● TASK GOAL
Output every entry exactly, from the first line to the last.

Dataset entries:
************

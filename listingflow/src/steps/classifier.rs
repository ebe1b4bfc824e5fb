//! Model-backed classification steps.

use async_trait::async_trait;
use serde::{Deserialize, Serialize};
use serde_json::json;
use std::collections::BTreeMap;
use std::sync::Arc;

use super::fanout::fan_out;
use super::{Step, StepDescriptor, StepOutput};
use crate::adapters::ClassificationModel;
use crate::context::StepContext;
use crate::core::{fields, Record, Shape, StepKind, StepStamp, StepSummary};
use crate::errors::{ConfigurationError, Result};

/// Layered configuration of a [`ClassifierStep`].
#[derive(Debug, Clone, Default, PartialEq, Eq, Serialize, Deserialize)]
pub struct ClassifierConfig {
    /// Name of the model in the run's client set. Defaults to the step id.
    #[serde(default)]
    pub model: Option<String>,
}

/// Attaches a label, a score and the model version to every active record.
///
/// Never removes records; a separate filter step acts on the label.
#[derive(Debug, Clone)]
pub struct ClassifierStep {
    descriptor: StepDescriptor,
    field: String,
    model: String,
}

impl ClassifierStep {
    /// Creates a classifier writing `field` and `{field}_score`.
    #[must_use]
    pub fn new(id: impl Into<String>, field: impl Into<String>, config: ClassifierConfig) -> Self {
        let id = id.into();
        let field = field.into();
        let score = fields::score_of(&field);
        Self {
            descriptor: StepDescriptor::new(id.clone(), StepKind::Classifier)
                .providing(Shape::of(&[field.as_str(), score.as_str()])),
            model: config.model.unwrap_or(id),
            field,
        }
    }

    /// Name of the model this step calls.
    #[must_use]
    pub fn model_name(&self) -> &str {
        &self.model
    }

    fn resolve_model<'a>(&self, ctx: &StepContext<'a>) -> Result<&'a Arc<dyn ClassificationModel>> {
        ctx.run().clients().model(&self.model).ok_or_else(|| {
            ConfigurationError::new(format!("model '{}' is not configured", self.model))
                .for_step(self.id())
                .with_parameter("model")
                .into()
        })
    }

    async fn classify(
        &self,
        model: &Arc<dyn ClassificationModel>,
        mut record: Record,
        stamp: &StepStamp,
    ) -> Result<Record> {
        let prediction = model.predict(&record).await?;
        record.derive_with_model(&self.field, json!(prediction.label), stamp, &prediction.model_version)?;
        record.derive_with_model(
            &fields::score_of(&self.field),
            json!(prediction.score),
            stamp,
            prediction.model_version,
        )?;
        Ok(record)
    }
}

#[async_trait]
impl Step for ClassifierStep {
    fn descriptor(&self) -> &StepDescriptor {
        &self.descriptor
    }

    fn validate(&self, _input: &[Record], ctx: &StepContext<'_>) -> Result<()> {
        self.resolve_model(ctx).map(|_| ())
    }

    async fn execute(&self, input: &[Record], ctx: &StepContext<'_>) -> Result<StepOutput> {
        let model = self.resolve_model(ctx)?;
        let stamp = ctx.stamp();
        fan_out(input, ctx, |record| self.classify(model, record, &stamp)).await
    }

    fn summarize(&self, output: &[Record]) -> StepSummary {
        let mut labels: BTreeMap<String, usize> = BTreeMap::new();
        for record in output.iter().filter(|r| r.is_active()) {
            if let Some(label) = record.derived(&self.field).and_then(|v| v.as_str()) {
                *labels.entry(label.to_string()).or_default() += 1;
            }
        }
        labels
            .into_iter()
            .fold(StepSummary::from_records(output), |s, (label, n)| s.with_detail(label, n))
    }
}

************

● RESPONSE BELOW
filename listingflow/src/steps/classifier.rs
repository ebe1b4bfc824e5fb
//! Model-backed classification steps.

use async_trait::async_trait;
use serde::{Deserialize, Serialize};
use serde_json::json;
use std::collections::BTreeMap;
use std::sync::Arc;

use super::fanout::fan_out;
use super::{Step, StepDescriptor, StepOutput};
use crate::adapters::ClassificationModel;
use crate::context::StepContext;
use crate::core::{fields, Record, Shape, StepKind, StepStamp, StepSummary};
use crate::errors::{ConfigurationError, Result};

/// Layered configuration of a [`ClassifierStep`].
#[derive(Debug, Clone, Default, PartialEq, Eq, Serialize, Deserialize)]
pub struct ClassifierConfig {
    /// Name of the model in the run's client set. Defaults to the step id.
    #[serde(default)]
    pub model: Option<String>,
}

/// Attaches a label, a score and the model version to every active record.
///
/// Never removes records; a separate filter step acts on the label.
#[derive(Debug, Clone)]
pub struct ClassifierStep {
    descriptor: StepDescriptor,
    field: String,
    model: String,
}

impl ClassifierStep {
    /// Creates a classifier writing `field` and `{field}_score`.
    #[must_use]
    pub fn new(id: impl Into<String>, field: impl Into<String>, config: ClassifierConfig) -> Self {
        let id = id.into();
        let field = field.into();
        let score = fields::score_of(&field);
        Self {
            descriptor: StepDescriptor::new(id.clone(), StepKind::Classifier)
                .providing(Shape::of(&[field.as_str(), score.as_str()])),
            model: config.model.unwrap_or(id),
            field,
        }
    }

    /// Name of the model this step calls.
    #[must_use]
    pub fn model_name(&self) -> &str {
        &self.model
    }

    fn resolve_model<'a>(&self, ctx: &StepContext<'a>) -> Result<&'a Arc<dyn ClassificationModel>> {
        ctx.run().clients().model(&self.model).ok_or_else(|| {
            ConfigurationError::new(format!("model '{}' is not configured", self.model))
                .for_step(self.id())
                .with_parameter("model")
                .into()
        })
    }

    async fn classify(
        &self,
        model: &Arc<dyn ClassificationModel>,
        mut record: Record,
        stamp: &StepStamp,
    ) -> Result<Record> {
        let prediction = model.predict(&record).await?;
        record.derive_with_model(&self.field, json!(prediction.label), stamp, &prediction.model_version)?;
        record.derive_with_model(
            &fields::score_of(&self.field),
            json!(prediction.score),
            stamp,
            prediction.model_version,
        )?;
        Ok(record)
    }
}

#[async_trait]
impl Step for ClassifierStep {
    fn descriptor(&self) -> &StepDescriptor {
        &self.descriptor
    }

    fn validate(&self, _input: &[Record], ctx: &StepContext<'_>) -> Result<()> {
        self.resolve_model(ctx).map(|_| ())
    }

    async fn execute(&self, input: &[Record], ctx: &StepContext<'_>) -> Result<StepOutput> {
        let model = self.resolve_model(ctx)?;
        let stamp = ctx.stamp();
        fan_out(input, ctx, |record| self.classify(model, record, &stamp)).await
    }

    fn summarize(&self, output: &[Record]) -> StepSummary {
        let mut labels: BTreeMap<String, usize> = BTreeMap::new();
        for record in output.iter().filter(|r| r.is_active()) {
            if let Some(label) = record.derived(&self.field).and_then(|v| v.as_str()) {
                *labels.entry(label.to_string()).or_default() += 1;
            }
        }
        labels
            .into_iter()
            .fold(StepSummary::from_records(output), |s, (label, n)| s.with_detail(label, n))
    }
}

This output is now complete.